Quote from: sid waddell on October 23, 2021, 05:26:59 PM
Quote from: Louther on October 23, 2021, 02:36:53 PM
Quote from: sid waddell on October 23, 2021, 02:03:22 PM
A good day for Gaelic Football, all told. As Keith Duggan said in today's Irish Times, the proposal was bonkers. B for bonkers.

Now to abolish the Tailteann Cup and the split season.

What a take. Why don't we get the Bishop back to throw in the ball too.
Or why don't we make the League more equitable in terms of format and redistribute funds to enable currently weaker counties to compete better, thus giving us a better League and a better Championship?

This is not some pipe dream, it's obvious stuff.

Sharing of funds is a pipe dream. A very bad one. It would take massive injections of cash, not just sharing what is there. If what Dublin, Mayo, Kerry etc are doing the right thing do we:

A: Fund every county in exact manner as this so that in 10/12 years we have developed all these players over time to be at same level. This will take huge injections of funds while the money from Inter county game will start dwindle. Or
B: Cut the money into these counties and redistribute it round to every other county in equal amounts for football and hurling. Waterford footballers and Kilkenny Hurlers to receive exact same funding.

Yeah. That's happening.
Make a rule that a set percentage of each county's sponsorship goes to a central fund to be redistributed equally per county.

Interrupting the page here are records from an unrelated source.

use clap::Args;
use serialport::SerialPort;
use simple_eyre::{eyre::eyre, Result};
use std::time::Duration;
use torchbearer::{Backend, DeviceSpec, IoAdapter, Session, StdIoAdapter};

// Short poll, session keeps reading until a package is complete
const READ_TIMEOUT: Duration = Duration::from_millis(100);

#[derive(Args)]
pub struct DeviceConf {
    /// Device as `backend:path`, or just a serial port path
    #[clap(value_parser)]
    pub device: DeviceSpec,
}

pub type SerialSession = Session<StdIoAdapter<Box<dyn SerialPort>>>;

impl DeviceConf {
    pub fn open_session(&self) -> Result<SerialSession> {
        let DeviceSpec { backend, path } = &self.device;
        log::debug!("Opening {} at {}", backend, path);
        match backend {
            Backend::TorchBearer => {
                let port = serialport::new(path, backend.baud_rate())
                    .timeout(READ_TIMEOUT)
                    .open()
                    .map_err(|err| eyre!("Could not open serial port {}: {}", path, err))?;
                Ok(StdIoAdapter::new(port).open_session())
            }
        }
    }
}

Say you get to keep, 50% or 60% and the rest goes to the central fund.

You say why? I say why not?

The sponsor would just build a gym/pool/centre for the county instead of handing over an actual cheque. There's always ways around stuff like that

sid waddell

Quote from: thewobbler on October 23, 2021, 08:30:27 PM
This happens every two years you imbecile.

Apart from those rare occasions when Ireland qualifies.

You don't even know what it is that you want.
Calling me an imbecile isn't doing very much for you.

And the rest of your response doesn't even make any sense.

Calling people who disagree with you "imbeciles" is the standard of argument that saw the ultra-elitist Proposal B turfed out on its ear today.

thewobbler

You said "If Ireland were told, "sorry lads, ye're no longer competing against the top countries", what do you think we'd say".

Meanwhile on repeat, every two years Ireland play out a league system in order to qualify for the final stages of a tournament.

You're not an imbecile because you're erratic here. You're not an imbecile because you're inconsistent here. You're not an imbecile because you're a hypocrite here.

You're not even an imbecile because you display these exact same tendencies every single time you enter a discussion.

You're an imbecile because you do all this and still think you're clever enough to cover up your erraticisms, your inconsistencies, and your hypocrisy, by ignoring people when it's pointed out.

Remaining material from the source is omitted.